Items from a data source:
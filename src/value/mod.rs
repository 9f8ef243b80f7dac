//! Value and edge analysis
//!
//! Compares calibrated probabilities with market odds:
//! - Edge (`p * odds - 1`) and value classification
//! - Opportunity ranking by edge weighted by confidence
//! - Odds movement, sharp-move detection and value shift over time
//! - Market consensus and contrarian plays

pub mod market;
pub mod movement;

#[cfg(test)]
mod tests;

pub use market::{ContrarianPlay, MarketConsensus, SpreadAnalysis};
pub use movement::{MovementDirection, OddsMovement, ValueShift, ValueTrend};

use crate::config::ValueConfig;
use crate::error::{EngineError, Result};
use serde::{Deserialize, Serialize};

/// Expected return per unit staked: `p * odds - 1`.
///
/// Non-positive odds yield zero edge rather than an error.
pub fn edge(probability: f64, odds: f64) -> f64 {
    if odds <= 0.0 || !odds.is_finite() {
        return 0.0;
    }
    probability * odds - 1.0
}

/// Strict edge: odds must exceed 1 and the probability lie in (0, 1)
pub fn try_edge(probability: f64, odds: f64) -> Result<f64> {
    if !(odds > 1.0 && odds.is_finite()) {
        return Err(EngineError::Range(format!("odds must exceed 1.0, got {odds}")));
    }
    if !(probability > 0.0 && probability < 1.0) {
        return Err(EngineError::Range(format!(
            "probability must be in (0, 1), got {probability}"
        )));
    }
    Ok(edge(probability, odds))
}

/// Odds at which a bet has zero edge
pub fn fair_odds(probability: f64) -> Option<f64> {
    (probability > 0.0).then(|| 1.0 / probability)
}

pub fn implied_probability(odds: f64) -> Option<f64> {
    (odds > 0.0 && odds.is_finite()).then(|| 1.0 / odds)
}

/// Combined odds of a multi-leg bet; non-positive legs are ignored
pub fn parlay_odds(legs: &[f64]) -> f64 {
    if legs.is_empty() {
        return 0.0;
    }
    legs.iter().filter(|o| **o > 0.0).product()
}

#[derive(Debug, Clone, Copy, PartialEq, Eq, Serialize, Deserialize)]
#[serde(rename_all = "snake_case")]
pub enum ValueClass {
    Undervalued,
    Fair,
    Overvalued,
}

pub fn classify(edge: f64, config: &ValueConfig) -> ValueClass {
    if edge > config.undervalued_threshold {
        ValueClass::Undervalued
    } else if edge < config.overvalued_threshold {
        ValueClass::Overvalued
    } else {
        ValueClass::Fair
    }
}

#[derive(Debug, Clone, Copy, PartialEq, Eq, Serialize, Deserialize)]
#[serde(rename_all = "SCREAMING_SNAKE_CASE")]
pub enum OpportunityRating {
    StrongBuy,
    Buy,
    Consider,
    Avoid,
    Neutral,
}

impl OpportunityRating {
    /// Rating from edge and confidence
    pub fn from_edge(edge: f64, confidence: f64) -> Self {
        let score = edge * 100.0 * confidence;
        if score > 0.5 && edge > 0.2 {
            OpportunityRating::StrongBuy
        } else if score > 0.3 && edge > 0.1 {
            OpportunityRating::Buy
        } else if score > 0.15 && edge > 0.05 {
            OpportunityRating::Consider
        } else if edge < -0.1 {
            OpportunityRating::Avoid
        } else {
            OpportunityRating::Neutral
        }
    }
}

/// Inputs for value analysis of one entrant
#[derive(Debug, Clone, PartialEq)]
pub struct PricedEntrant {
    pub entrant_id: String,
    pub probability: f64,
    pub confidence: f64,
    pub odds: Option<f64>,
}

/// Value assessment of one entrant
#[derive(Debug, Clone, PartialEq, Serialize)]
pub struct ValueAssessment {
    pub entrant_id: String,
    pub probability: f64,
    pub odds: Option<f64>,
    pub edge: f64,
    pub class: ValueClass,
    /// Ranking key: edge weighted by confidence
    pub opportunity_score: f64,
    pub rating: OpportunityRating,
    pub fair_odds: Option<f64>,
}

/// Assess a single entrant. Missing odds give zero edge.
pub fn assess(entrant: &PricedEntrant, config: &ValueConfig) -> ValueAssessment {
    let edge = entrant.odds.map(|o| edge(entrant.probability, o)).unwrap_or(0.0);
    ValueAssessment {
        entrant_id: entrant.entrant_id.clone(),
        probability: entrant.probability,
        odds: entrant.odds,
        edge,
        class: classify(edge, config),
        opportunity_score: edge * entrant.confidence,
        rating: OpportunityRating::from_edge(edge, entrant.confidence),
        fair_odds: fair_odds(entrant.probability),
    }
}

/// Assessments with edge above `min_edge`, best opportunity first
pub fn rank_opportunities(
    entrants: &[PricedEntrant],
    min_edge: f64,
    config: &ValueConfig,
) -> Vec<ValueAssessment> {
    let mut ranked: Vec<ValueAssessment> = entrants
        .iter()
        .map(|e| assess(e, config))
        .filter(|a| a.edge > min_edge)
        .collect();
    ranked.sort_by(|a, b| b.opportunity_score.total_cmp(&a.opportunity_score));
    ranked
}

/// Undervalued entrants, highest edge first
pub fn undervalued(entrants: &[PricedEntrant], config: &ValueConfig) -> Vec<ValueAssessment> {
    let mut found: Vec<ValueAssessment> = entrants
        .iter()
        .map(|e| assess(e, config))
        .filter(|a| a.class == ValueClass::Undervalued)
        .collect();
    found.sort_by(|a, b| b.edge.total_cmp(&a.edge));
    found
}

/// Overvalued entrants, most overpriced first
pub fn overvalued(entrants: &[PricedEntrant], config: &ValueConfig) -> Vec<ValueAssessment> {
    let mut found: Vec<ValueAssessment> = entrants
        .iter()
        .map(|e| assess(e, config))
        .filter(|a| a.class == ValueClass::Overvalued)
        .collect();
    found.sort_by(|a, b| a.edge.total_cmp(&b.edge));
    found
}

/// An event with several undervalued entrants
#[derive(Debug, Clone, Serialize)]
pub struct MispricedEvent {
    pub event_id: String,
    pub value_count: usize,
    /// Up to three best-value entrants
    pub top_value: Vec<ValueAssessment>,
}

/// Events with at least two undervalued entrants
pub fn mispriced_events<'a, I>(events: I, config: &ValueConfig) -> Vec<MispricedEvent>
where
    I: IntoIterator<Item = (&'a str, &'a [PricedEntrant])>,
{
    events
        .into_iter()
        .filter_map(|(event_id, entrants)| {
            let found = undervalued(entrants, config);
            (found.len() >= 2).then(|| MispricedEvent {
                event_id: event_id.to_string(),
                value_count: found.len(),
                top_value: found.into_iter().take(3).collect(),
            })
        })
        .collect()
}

Required work — Repeat the records above exactly, from the first line to the last.

Task solution —
filename src/value/mod.rs
repository 9f8ef243b80f7dac
//! Value and edge analysis
//!
//! Compares calibrated probabilities with market odds:
//! - Edge (`p * odds - 1`) and value classification
//! - Opportunity ranking by edge weighted by confidence
//! - Odds movement, sharp-move detection and value shift over time
//! - Market consensus and contrarian plays

pub mod market;
pub mod movement;

#[cfg(test)]
mod tests;

pub use market::{ContrarianPlay, MarketConsensus, SpreadAnalysis};
pub use movement::{MovementDirection, OddsMovement, ValueShift, ValueTrend};

use crate::config::ValueConfig;
use crate::error::{EngineError, Result};
use serde::{Deserialize, Serialize};

/// Expected return per unit staked: `p * odds - 1`.
///
/// Non-positive odds yield zero edge rather than an error.
pub fn edge(probability: f64, odds: f64) -> f64 {
    if odds <= 0.0 || !odds.is_finite() {
        return 0.0;
    }
    probability * odds - 1.0
}

/// Strict edge: odds must exceed 1 and the probability lie in (0, 1)
pub fn try_edge(probability: f64, odds: f64) -> Result<f64> {
    if !(odds > 1.0 && odds.is_finite()) {
        return Err(EngineError::Range(format!("odds must exceed 1.0, got {odds}")));
    }
    if !(probability > 0.0 && probability < 1.0) {
        return Err(EngineError::Range(format!(
            "probability must be in (0, 1), got {probability}"
        )));
    }
    Ok(edge(probability, odds))
}

/// Odds at which a bet has zero edge
pub fn fair_odds(probability: f64) -> Option<f64> {
    (probability > 0.0).then(|| 1.0 / probability)
}

pub fn implied_probability(odds: f64) -> Option<f64> {
    (odds > 0.0 && odds.is_finite()).then(|| 1.0 / odds)
}

/// Combined odds of a multi-leg bet; non-positive legs are ignored
pub fn parlay_odds(legs: &[f64]) -> f64 {
    if legs.is_empty() {
        return 0.0;
    }
    legs.iter().filter(|o| **o > 0.0).product()
}

#[derive(Debug, Clone, Copy, PartialEq, Eq, Serialize, Deserialize)]
#[serde(rename_all = "snake_case")]
pub enum ValueClass {
    Undervalued,
    Fair,
    Overvalued,
}

pub fn classify(edge: f64, config: &ValueConfig) -> ValueClass {
    if edge > config.undervalued_threshold {
        ValueClass::Undervalued
    } else if edge < config.overvalued_threshold {
        ValueClass::Overvalued
    } else {
        ValueClass::Fair
    }
}

#[derive(Debug, Clone, Copy, PartialEq, Eq, Serialize, Deserialize)]
#[serde(rename_all = "SCREAMING_SNAKE_CASE")]
pub enum OpportunityRating {
    StrongBuy,
    Buy,
    Consider,
    Avoid,
    Neutral,
}

impl OpportunityRating {
    /// Rating from edge and confidence
    pub fn from_edge(edge: f64, confidence: f64) -> Self {
        let score = edge * 100.0 * confidence;
        if score > 0.5 && edge > 0.2 {
            OpportunityRating::StrongBuy
        } else if score > 0.3 && edge > 0.1 {
            OpportunityRating::Buy
        } else if score > 0.15 && edge > 0.05 {
            OpportunityRating::Consider
        } else if edge < -0.1 {
            OpportunityRating::Avoid
        } else {
            OpportunityRating::Neutral
        }
    }
}

/// Inputs for value analysis of one entrant
#[derive(Debug, Clone, PartialEq)]
pub struct PricedEntrant {
    pub entrant_id: String,
    pub probability: f64,
    pub confidence: f64,
    pub odds: Option<f64>,
}

/// Value assessment of one entrant
#[derive(Debug, Clone, PartialEq, Serialize)]
pub struct ValueAssessment {
    pub entrant_id: String,
    pub probability: f64,
    pub odds: Option<f64>,
    pub edge: f64,
    pub class: ValueClass,
    /// Ranking key: edge weighted by confidence
    pub opportunity_score: f64,
    pub rating: OpportunityRating,
    pub fair_odds: Option<f64>,
}

/// Assess a single entrant. Missing odds give zero edge.
pub fn assess(entrant: &PricedEntrant, config: &ValueConfig) -> ValueAssessment {
    let edge = entrant.odds.map(|o| edge(entrant.probability, o)).unwrap_or(0.0);
    ValueAssessment {
        entrant_id: entrant.entrant_id.clone(),
        probability: entrant.probability,
        odds: entrant.odds,
        edge,
        class: classify(edge, config),
        opportunity_score: edge * entrant.confidence,
        rating: OpportunityRating::from_edge(edge, entrant.confidence),
        fair_odds: fair_odds(entrant.probability),
    }
}

/// Assessments with edge above `min_edge`, best opportunity first
pub fn rank_opportunities(
    entrants: &[PricedEntrant],
    min_edge: f64,
    config: &ValueConfig,
) -> Vec<ValueAssessment> {
    let mut ranked: Vec<ValueAssessment> = entrants
        .iter()
        .map(|e| assess(e, config))
        .filter(|a| a.edge > min_edge)
        .collect();
    ranked.sort_by(|a, b| b.opportunity_score.total_cmp(&a.opportunity_score));
    ranked
}

/// Undervalued entrants, highest edge first
pub fn undervalued(entrants: &[PricedEntrant], config: &ValueConfig) -> Vec<ValueAssessment> {
    let mut found: Vec<ValueAssessment> = entrants
        .iter()
        .map(|e| assess(e, config))
        .filter(|a| a.class == ValueClass::Undervalued)
        .collect();
    found.sort_by(|a, b| b.edge.total_cmp(&a.edge));
    found
}

/// Overvalued entrants, most overpriced first
pub fn overvalued(entrants: &[PricedEntrant], config: &ValueConfig) -> Vec<ValueAssessment> {
    let mut found: Vec<ValueAssessment> = entrants
        .iter()
        .map(|e| assess(e, config))
        .filter(|a| a.class == ValueClass::Overvalued)
        .collect();
    found.sort_by(|a, b| a.edge.total_cmp(&b.edge));
    found
}

/// An event with several undervalued entrants
#[derive(Debug, Clone, Serialize)]
pub struct MispricedEvent {
    pub event_id: String,
    pub value_count: usize,
    /// Up to three best-value entrants
    pub top_value: Vec<ValueAssessment>,
}

/// Events with at least two undervalued entrants
pub fn mispriced_events<'a, I>(events: I, config: &ValueConfig) -> Vec<MispricedEvent>
where
    I: IntoIterator<Item = (&'a str, &'a [PricedEntrant])>,
{
    events
        .into_iter()
        .filter_map(|(event_id, entrants)| {
            let found = undervalued(entrants, config);
            (found.len() >= 2).then(|| MispricedEvent {
                event_id: event_id.to_string(),
                value_count: found.len(),
                top_value: found.into_iter().take(3).collect(),
            })
        })
        .collect()
}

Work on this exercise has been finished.